Ceux qui habituellement n’adorent pas rabâcher les règles de la vie en classe doivent en plus insister en cette rentrée sur les consignes relatives au masque. « Une perpétuelle et agaçante répétition qui joue sur le climat de classe », déplore Tristan, enseignant en Segpa. Un pensum aussi pour Yann : « Dès l’entrée en classe (et pas seulement), c’est un combat de chaque instant de veiller au port du masque de manière efficace. Autant dire que rajouter cette routine à toutes les règles de vie en classe n’est pas facile. Port du masque, bavardages, veiller à la mise au travail, gérer le déroulement de la séance… Cela devient une vraie difficulté ».

« Des élèves de 3e font exprès de l’enlever dès que j’ai le dos tourné »

Céline a fait le décompte : « Sur 1 heure de cours, pas moins de 20 rappels et interruptions ». Certains élèves enfreignent sans vergogne les règles, comme le constate Amélie, prof de collège : « Des élèves de 3e font exprès de l’enlever dès que j’ai le dos tourné », s’agace-t-elle. Et les familles n’aident pas toujours les profs dans leurs missions : « Certains parents sont contre le port du masque et le font savoir ; il y a donc un double discours, celui de l’équipe enseignante et celui des parents, dès lors que ces derniers autorisent leurs enfants à enlever ou baisser le masque en classe », constate Sophie. Faire respecter les règles dans la durée semble un vrai défi pour Magali, prof de lycée : « Si en début d’année, le port du masque semblait globalement respecté, plus le temps passe et plus les élèves essaient par tous les moyens d’alléger la contrainte : masque sous le nez voire sous le menton, enlevé dans les couloirs et dans les espaces communs si aucun adulte n’est présent, des récréations où il est très difficile de le faire respecter par tous les élèves ».

Pour Grégoire, l’exaspération est telle qu’il compte sévir : « J’envisage déjà des sanctions pour les élèves qui s’obstinent à ne pas le porter correctement dans la mesure où cela me demande 2-3 rappels par heure par élève cherchant à l’enlever ». Et le respect des gestes barrières perd encore en intensité une fois les élèves hors de l’établissement : « Dès qu’ils sortent, c’est attroupement sans masque et franches embrassades », observe perplexe Jérôme. Autre souci selon Naïma : « Les élèves ne respectent pas les recommandations concernant le lavage, le changement toutes les 4 heures… ».

« Impossible de les prendre sur le fait puisqu’on ne voit pas leur bouche »

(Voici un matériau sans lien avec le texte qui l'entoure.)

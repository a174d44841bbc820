//! Names and fixed values shared across the staging pipeline.

/// Entries never copied into a staged tree (version-control metadata and CI config).
pub const EXCLUDED_ENTRIES: &[&str] = &[".git", ".gitconfig", ".hg", ".travis.yml"];

/// Subdirectory of a workspace root that holds package sources.
pub const WORKSPACE_SRC_DIR: &str = "src";

/// Directory name searched for vendored packages.
pub const VENDOR_DIR: &str = "vendor";

/// Module manifest marker file.
pub const MODULE_MANIFEST: &str = "go.mod";

/// Staged directory holding the bundled workspace for flexible deployments.
pub const STAGED_GOPATH_DIR: &str = "_gopath";

/// Side file (inside [`STAGED_GOPATH_DIR`]) naming the main package's workspace-relative path.
pub const MAIN_PACKAGE_PATH_FILE: &str = "main-package-path";

/// Side file (at the staged root) naming the main package's module-relative path.
pub const MODULE_MAIN_PACKAGE_PATH_FILE: &str = "_main-package-path";

/// Default catalog of flexible runtime targets.
pub const DEFAULT_RUNTIMES_URL: &str = "http://storage.googleapis.com/runtime-builders/runtimes.yaml";

/// Minor version used when legacy standard declares the unpinned `go1` API version.
pub const STANDARD_DEFAULT_MINOR_VERSION: u32 = 9;

/// Compiler name matched by build constraints.
pub const COMPILER: &str = "gc";
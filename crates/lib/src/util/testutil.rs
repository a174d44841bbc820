//! Test utilities for appstager-lib.
//!
//! Builds throwaway workspace roots (`<root>/src/<import path>`) populated
//! with minimal Go packages.

use std::fs;
use std::path::{Path, PathBuf};

use tempfile::TempDir;

/// Render a Go file declaring `package` and importing `imports`.
pub fn go_file(package: &str, imports: &[&str]) -> String {
  let mut src = format!("package {package}\n\n");
  if !imports.is_empty() {
    src.push_str("import (\n");
    for import in imports {
      src.push_str(&format!("\t{import:?}\n"));
    }
    src.push_str(")\n");
  }
  src.push_str("\nfunc init() {}\n");
  src
}

/// A temporary workspace root.
pub struct Workspace {
  temp: TempDir,
}

impl Workspace {
  pub fn new() -> Self {
    Self {
      temp: TempDir::new().unwrap(),
    }
  }

  /// The workspace root (the directory that contains `src/`).
  pub fn root(&self) -> PathBuf {
    self.temp.path().to_path_buf()
  }

  /// Write a file relative to the workspace root, creating parents.
  pub fn write(&self, relative_path: &str, content: &str) -> PathBuf {
    write_file(&self.temp.path().join(relative_path), content)
  }

  /// Create package `name` at `src/<import_path>` with a single `<name>.go` file.
  pub fn package(&self, import_path: &str, name: &str, imports: &[&str]) -> PathBuf {
    let dir = self.temp.path().join("src").join(import_path);
    write_file(&dir.join(format!("{name}.go")), &go_file(name, imports));
    dir
  }
}

/// Write `content` to `path`, creating parent directories.
pub fn write_file(path: &Path, content: &str) -> PathBuf {
  if let Some(parent) = path.parent() {
    fs::create_dir_all(parent).unwrap();
  }
  fs::write(path, content).unwrap();
  path.to_path_buf()
}
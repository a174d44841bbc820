//! Shared test helpers for CLI integration tests.

use std::path::{Path, PathBuf};

use assert_cmd::Command;
use assert_cmd::cargo::cargo_bin_cmd;
use tempfile::TempDir;

/// Get path to a fixture file.
pub fn fixture_path(name: &str) -> PathBuf {
  PathBuf::from(env!("CARGO_MANIFEST_DIR"))
    .join("tests")
    .join("fixtures")
    .join(name)
}

/// Render a Go file declaring `package` and importing `imports`.
pub fn go_file(package: &str, imports: &[&str]) -> String {
  let mut src = format!("package {package}\n\n");
  for import in imports {
    src.push_str(&format!("import {import:?}\n"));
  }
  src.push_str("\nfunc init() {}\n");
  src
}

/// Isolated test environment.
///
/// Each test gets its own temporary directory holding a workspace root
/// (`gopath/`), a home directory, and room for apps and staged trees.
pub struct TestEnv {
  pub temp: TempDir,
}

impl TestEnv {
  pub fn new() -> Self {
    Self {
      temp: TempDir::new().unwrap(),
    }
  }

  fn dir(&self, name: &str) -> PathBuf {
    let p = self.temp.path().join(name);
    std::fs::create_dir_all(&p).unwrap();
    dunce::canonicalize(&p).unwrap_or(p)
  }

  /// Workspace root exported as `GOPATH`.
  pub fn gopath(&self) -> PathBuf {
    self.dir("gopath")
  }

  /// Home directory (isolated per test).
  pub fn home(&self) -> PathBuf {
    self.dir("home")
  }

  /// Destination of the staged tree. Not created up front.
  pub fn staged_dir(&self) -> PathBuf {
    self.dir("out").join("staged")
  }

  /// Write a file relative to the temp directory, creating parents.
  pub fn write_file(&self, relative_path: &str, content: &str) -> PathBuf {
    let path = self.temp.path().join(relative_path);
    if let Some(parent) = path.parent() {
      std::fs::create_dir_all(parent).unwrap();
    }
    std::fs::write(&path, content).unwrap();
    dunce::canonicalize(&path).unwrap_or(path)
  }

  /// Create package `name` at `gopath/src/<import_path>` and return its directory.
  pub fn go_package(&self, import_path: &str, name: &str, imports: &[&str]) -> PathBuf {
    let file = self.write_file(
      &format!("gopath/src/{import_path}/{name}.go"),
      &go_file(name, imports),
    );
    file.parent().unwrap().to_path_buf()
  }

  /// Get a pre-configured Command for the go-app-stager binary.
  ///
  /// Sets environment variables for isolated testing:
  /// - `GOPATH`: Isolated workspace root
  /// - `HOME`: Isolated home directory
  ///
  /// `GO111MODULE` and `RUST_LOG` are cleared.
  pub fn stager_cmd(&self) -> Command {
    let mut cmd: Command = cargo_bin_cmd!("go-app-stager");
    cmd.env("GOPATH", self.gopath());
    cmd.env("HOME", self.home());
    cmd.env_remove("GO111MODULE");
    cmd.env_remove("RUST_LOG");
    cmd
  }

  /// Command staging `app_dir` with the given fixture descriptor into [`TestEnv::staged_dir`].
  pub fn stage_cmd(&self, fixture: &str, app_dir: &Path) -> Command {
    let mut cmd = self.stager_cmd();
    cmd.arg(fixture_path(fixture)).arg(app_dir).arg(self.staged_dir());
    cmd
  }
}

Difficile aussi pour un prof d’asseoir son autorité devant des élèves masqués, selon Louise : « La crédibilité n’est pas terrible (sans compter le visage qui est invisible). Et lorsqu’un élève prononce une remarque insolente envers ses camarades ou le prof, impossible de savoir lequel d’entre eux a parlé ». Des incivilités dans la classe face auxquelles Nina, prof de français en collège, se sent également impuissante : « Les élèves perturbateurs ont bien compris qu’avec le masque, on ne peut plus les voir bavarder. On les entend mais on ne peut jamais vraiment savoir d’où vient le bruit. Du coup, certains osent parler ou dire des bêtises tout en regardant le professeur droit dans les yeux. Impossible de les prendre sur le fait ».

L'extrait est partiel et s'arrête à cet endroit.